What is required
Could you copy each line of the entries that contains "controller"?

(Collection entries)
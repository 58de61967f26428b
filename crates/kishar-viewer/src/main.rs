use anyhow::Result;
use kishar_runtime::{init_logging, LoggingConfig, Runtime, RuntimeConfig};

fn main() -> Result<()> {
    init_logging(LoggingConfig::default());

    let config = RuntimeConfig {
        title: "kishar viewer".to_string(),
        clear_color: wgpu::Color {
            r: 0.035,
            g: 0.042,
            b: 0.078,
            a: 1.0,
        },
        ..Default::default()
    };

    log::info!("starting {} ({}x{})", config.title, config.initial_size.width, config.initial_size.height);

    // A load failure propagates out of the loop as the process exit reason;
    // everything recoverable is absorbed inside the runtime.
    Runtime::run(config)
}
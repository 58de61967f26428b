//! Kishar runtime crate.
//!
//! This crate adapts a real host environment onto the lifecycle core:
//! - `runtime` drives a winit event loop and feeds the bridge
//! - `controller` owns the wgpu surface/device pair (the native context)
//! - `loader` performs the asynchronous module load off the event thread
//! - `logging` centralizes logger initialization

pub mod controller;
pub mod loader;
pub mod logging;
pub mod runtime;

pub use controller::{ContextController, RenderOutcome};
pub use loader::{EngineModule, ModuleLoader};
pub use logging::{init_logging, LoggingConfig};
pub use runtime::{Runtime, RuntimeConfig};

Completed task
//! - `controller` owns the wgpu surface/device pair (the native context)
pub mod controller;
pub use controller::{ContextController, RenderOutcome};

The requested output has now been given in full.